### Instructions for the task
How do the records below read from their first line through the line containing "use crate::state::AppState;"? Write those lines out exactly.

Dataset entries

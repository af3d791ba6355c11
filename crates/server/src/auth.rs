use axum::extract::FromRequestParts;
use axum::http::request::Parts;
use secrecy::ExposeSecret;

use quotar_core::domain::principal::{Principal, Role};

use crate::error::ApiError;
use crate::state::AppState;

/// Authenticated principal forwarded by the upstream gateway.
///
/// Credential verification happens before requests reach this service; the
/// gateway attaches `X-User-Id` / `X-User-Role` (and optionally
/// `X-User-Name`) to proxied requests. When `auth.gateway_secret` is
/// configured, the gateway must also present it in `X-Gateway-Secret`,
/// so the identity headers are only trusted on authenticated hops.
#[derive(Debug, Clone)]
pub struct CurrentPrincipal(pub Principal);

impl FromRequestParts<AppState> for CurrentPrincipal {
    type Rejection = ApiError;

    async fn from_request_parts(
        parts: &mut Parts,
        state: &AppState,
    ) -> Result<Self, Self::Rejection> {
        if let Some(expected) = &state.gateway_secret {
            let presented = header(parts, "x-gateway-secret")
                .ok_or_else(|| ApiError::unauthenticated("missing gateway credential"))?;
            if presented != expected.expose_secret() {
                return Err(ApiError::unauthenticated("invalid gateway credential"));
            }
        }

        let id = header(parts, "x-user-id")
            .ok_or_else(|| ApiError::unauthenticated("missing X-User-Id header"))?;
        let role = header(parts, "x-user-role")
            .ok_or_else(|| ApiError::unauthenticated("missing X-User-Role header"))?;
        let role = Role::parse(&role)
            .map_err(|_| ApiError::unauthenticated(format!("unsupported role `{role}`")))?;
        let name = header(parts, "x-user-name");

        tracing::Span::current().record("user_id", id.as_str());

        Ok(CurrentPrincipal(Principal { id, role, name }))
    }
}

fn header(parts: &Parts, name: &str) -> Option<String> {
    parts
        .headers
        .get(name)
        .and_then(|value| value.to_str().ok())
        .map(str::trim)
        .filter(|value| !value.is_empty())
        .map(str::to_string)
}

/// Gate for the admin-only endpoints.
pub fn require_admin(principal: &Principal) -> Result<(), ApiError> {
    if principal.is_admin() {
        Ok(())
    } else {
        Err(ApiError::forbidden())
    }
}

### Final answer
repository af3d791ba6355c11
filename crates/server/src/auth.rs
use axum::extract::FromRequestParts;
use axum::http::request::Parts;
use secrecy::ExposeSecret;

use quotar_core::domain::principal::{Principal, Role};

use crate::error::ApiError;
use crate::state::AppState;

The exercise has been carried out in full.